Had a tall order to fill for some visitors from the Buckeye state. Both Jeff & Drew are avid fishermen, and have been reading about the fine eating Redfish, Trout & Flounder that we have on our coast. With a strong incoming tide, we put a plan together and set out. Redfish was first on the menu, and the fishing gods were smiling as the first cast produced a nice slot. We worked on the Reds for a little bit and ended up with a mess of good slot fish. Next on the menu was Flounder, and of course we pinned on the trusty Gulp swimming mullet and went to work. It wasn't long before we had six to the boat, and Drew asked if he could run the trolling motor. This 9 year old boy held that boat in position against wind & current as good as anybody I've ever seen. He was a natural. I must not be following my own blog advice very well, because while Drew held me and his Dad in position, we pulled the hooks on three nice flatties.  With two out of the three slam members knocked out, and the water getting high, we continued our plan fishing tight to structure and grass.
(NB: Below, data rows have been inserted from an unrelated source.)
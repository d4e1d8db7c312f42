//! Caller resolution for HTTP handlers.
//!
//! Turns the account id held in the session cookie into the [`Actor`] that
//! every authorised domain call receives.

use crate::domain::{Actor, Error};

use super::session::SessionContext;
use super::state::HttpState;

/// Resolve the signed-in caller or fail with `401 Unauthorized`.
pub(crate) async fn require_actor(
    state: &HttpState,
    session: &SessionContext,
) -> Result<Actor, Error> {
    let user = session.require_user_id()?;
    state.accounts_query.resolve_actor(user).await
}
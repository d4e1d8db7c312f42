//! Session helpers to keep HTTP handlers free of framework-specific logic.
//!
//! The session cookie stores only the signed-in account id. Role and mess are
//! resolved from storage on every request, so a revoked role takes effect
//! without waiting for the cookie to lapse.

use actix_session::Session;
use actix_web::{FromRequest, HttpRequest, dev::Payload};
use futures_util::future::LocalBoxFuture;
use uuid::Uuid;

use crate::domain::{Error, UserId};

pub(crate) const USER_ID_KEY: &str = "user_id";

/// Newtype wrapper that exposes higher-level session operations.
#[derive(Clone)]
pub struct SessionContext(Session);

impl SessionContext {
    /// Construct a new wrapper from the underlying Actix session.
    pub fn new(session: Session) -> Self {
        Self(session)
    }

    /// Persist the authenticated account id in the session cookie.
    pub fn persist_user(&self, user_id: UserId) -> Result<(), Error> {
        self.0.renew();
        self.0
            .insert(USER_ID_KEY, user_id.to_string())
            .map_err(|error| Error::internal(format!("failed to persist session: {error}")))
    }

    /// Drop every value from the session and expire the cookie.
    pub fn clear(&self) {
        self.0.purge();
    }

    /// Fetch the current account id from the session, if present.
    pub fn user_id(&self) -> Result<Option<UserId>, Error> {
        let raw = self
            .0
            .get::<String>(USER_ID_KEY)
            .map_err(|error| Error::internal(format!("failed to read session: {error}")))?;
        let Some(raw) = raw else {
            return Ok(None);
        };
        match Uuid::parse_str(&raw) {
            Ok(id) => Ok(Some(UserId::from_uuid(id))),
            Err(error) => {
                tracing::warn!("invalid user id in session cookie: {error}");
                Ok(None)
            }
        }
    }

    /// Require an authenticated account id or return `401 Unauthorized`.
    pub fn require_user_id(&self) -> Result<UserId, Error> {
        self.user_id()?
            .ok_or_else(|| Error::unauthorized("login required"))
    }
}

impl FromRequest for SessionContext {
    type Error = actix_web::Error;
    type Future = LocalBoxFuture<'static, Result<Self, Self::Error>>;

    fn from_request(req: &HttpRequest, payload: &mut Payload) -> Self::Future {
        let fut = Session::from_request(req, payload);
        Box::pin(async move { fut.await.map(SessionContext::new) })
    }
}
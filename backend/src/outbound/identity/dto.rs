//! Wire shapes of the auth service's token and admin endpoints.

use serde::{Deserialize, Serialize};
use uuid::Uuid;

#[derive(Debug, Serialize)]
pub(super) struct PasswordGrantDto<'a> {
    pub email: &'a str,
    pub password: &'a str,
}

#[derive(Debug, Serialize)]
pub(super) struct PasswordUpdateDto<'a> {
    pub password: &'a str,
}

#[derive(Debug, Deserialize)]
pub(super) struct TokenResponseDto {
    pub user: AuthUserDto,
}

#[derive(Debug, Deserialize)]
pub(super) struct AuthUserDto {
    pub id: Uuid,
}
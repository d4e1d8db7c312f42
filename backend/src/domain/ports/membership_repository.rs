//! Port for membership persistence.

use async_trait::async_trait;
use chrono::NaiveDate;

use crate::domain::{Membership, MembershipId, MessId, StoredMembershipStatus, UserId};

use super::StoreError;

/// Storage for membership records.
#[cfg_attr(test, mockall::automock)]
#[async_trait]
pub trait MembershipRepository: Send + Sync {
    /// Persist a new membership.
    ///
    /// Fails with [`StoreError::MissingReference`] when the user or mess does
    /// not exist.
    async fn insert(&self, membership: &Membership) -> Result<(), StoreError>;

    /// Find a membership by id.
    async fn find_by_id(&self, id: MembershipId) -> Result<Option<Membership>, StoreError>;

    /// Latest membership (by start date) held by `user`, optionally restricted
    /// to one mess.
    async fn find_latest_for_user(
        &self,
        user: UserId,
        mess: Option<MessId>,
    ) -> Result<Option<Membership>, StoreError>;

    /// Every membership of a mess, newest start first.
    async fn list_for_mess(&self, mess: MessId) -> Result<Vec<Membership>, StoreError>;

    /// Memberships of a mess not stored as expired whose end date falls in
    /// `from..=to`, ordered by end date then id.
    async fn list_ending_between(
        &self,
        mess: MessId,
        from: NaiveDate,
        to: NaiveDate,
    ) -> Result<Vec<Membership>, StoreError>;

    /// Memberships across every mess not stored as expired whose end date is
    /// on or after `from`.
    async fn list_ending_from(&self, from: NaiveDate) -> Result<Vec<Membership>, StoreError>;

    /// Overwrite the end date and stored status of a membership.
    async fn update_term(
        &self,
        id: MembershipId,
        end_date: NaiveDate,
        status: StoredMembershipStatus,
    ) -> Result<(), StoreError>;
}
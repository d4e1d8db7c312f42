//! Account profiles, role assignments and credentials.

use std::fmt;

use super::{MessId, Role, UserId};

/// Shortest password accepted by [`NewPassword::new`].
pub const MIN_PASSWORD_LENGTH: usize = 6;

/// Personal details for an account.
#[derive(Debug, Clone, PartialEq, Eq)]
pub struct Profile {
    /// Account identifier.
    pub id: UserId,
    /// Display name.
    pub name: String,
    /// Sign-in email.
    pub email: String,
    /// Contact phone.
    pub phone: Option<String>,
    /// Whether the account still uses the temporary password it was issued.
    pub has_temporary_password: bool,
}

/// The single role assignment of an account.
#[derive(Debug, Clone, Copy, PartialEq, Eq)]
pub struct RoleAssignment {
    /// Account identifier.
    pub user_id: UserId,
    /// Granted role.
    pub role: Role,
    /// Mess an owner is assigned to.
    pub mess_id: Option<MessId>,
}

/// What the signed-in user sees about themselves.
#[derive(Debug, Clone, PartialEq, Eq)]
pub struct AccountView {
    /// Personal details.
    pub profile: Profile,
    /// Granted role.
    pub role: Role,
    /// Mess an owner is assigned to.
    pub mess_id: Option<MessId>,
}

/// Validation failures for credentials and passwords.
#[derive(Debug, Clone, Copy, PartialEq, Eq, thiserror::Error)]
pub enum CredentialsValidationError {
    /// Email empty once trimmed.
    #[error("email must not be empty")]
    EmptyEmail,
    /// Password empty.
    #[error("password must not be empty")]
    EmptyPassword,
    /// Password shorter than [`MIN_PASSWORD_LENGTH`].
    #[error("password must be at least 6 characters")]
    PasswordTooShort,
}

/// Email and password submitted at sign-in.
#[derive(Clone, PartialEq, Eq)]
pub struct Credentials {
    email: String,
    password: String,
}

impl Credentials {
    /// Validate and construct sign-in credentials.
    ///
    /// # Examples
    /// ```
    /// use mess_backend::domain::Credentials;
    ///
    /// let creds = Credentials::new(" owner@example.com ", "secret").expect("valid");
    /// assert_eq!(creds.email(), "owner@example.com");
    /// ```
    pub fn new(email: &str, password: &str) -> Result<Self, CredentialsValidationError> {
        let email = email.trim();
        if email.is_empty() {
            return Err(CredentialsValidationError::EmptyEmail);
        }
        if password.is_empty() {
            return Err(CredentialsValidationError::EmptyPassword);
        }
        Ok(Self {
            email: email.to_owned(),
            password: password.to_owned(),
        })
    }

    /// Normalised email.
    pub fn email(&self) -> &str {
        &self.email
    }

    /// Raw password.
    pub fn password(&self) -> &str {
        &self.password
    }
}

impl fmt::Debug for Credentials {
    fn fmt(&self, f: &mut fmt::Formatter<'_>) -> fmt::Result {
        f.debug_struct("Credentials")
            .field("email", &self.email)
            .field("password", &"<redacted>")
            .finish()
    }
}

/// A replacement password meeting the length rule.
#[derive(Clone, PartialEq, Eq)]
pub struct NewPassword(String);

impl NewPassword {
    /// Validate a replacement password.
    pub fn new(password: impl Into<String>) -> Result<Self, CredentialsValidationError> {
        let password = password.into();
        if password.chars().count() < MIN_PASSWORD_LENGTH {
            return Err(CredentialsValidationError::PasswordTooShort);
        }
        Ok(Self(password))
    }

    /// Raw password.
    pub fn expose(&self) -> &str {
        &self.0
    }
}

impl fmt::Debug for NewPassword {
    fn fmt(&self, f: &mut fmt::Formatter<'_>) -> fmt::Result {
        f.write_str("NewPassword(<redacted>)")
    }
}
We had to run and gun several points, docks and rocks in search of the elusive Trout. Insert Drew the natural, as he picked up the cork rig and placed one perfectly against a grassed edge and watched the cork disappear after a short drift. We had been weeding through some short fish and a few missed strikes until Drew pulled out a nice 20 incher. Naturally, I gave Drew my hat and keys and told him to drive us home. Ended up with some break offs, pulled hooks, missed strikes and 4 nice slams including Drew's that equaled over 50 inches. Thanks Jeff & Drew for an awesome trip!


----------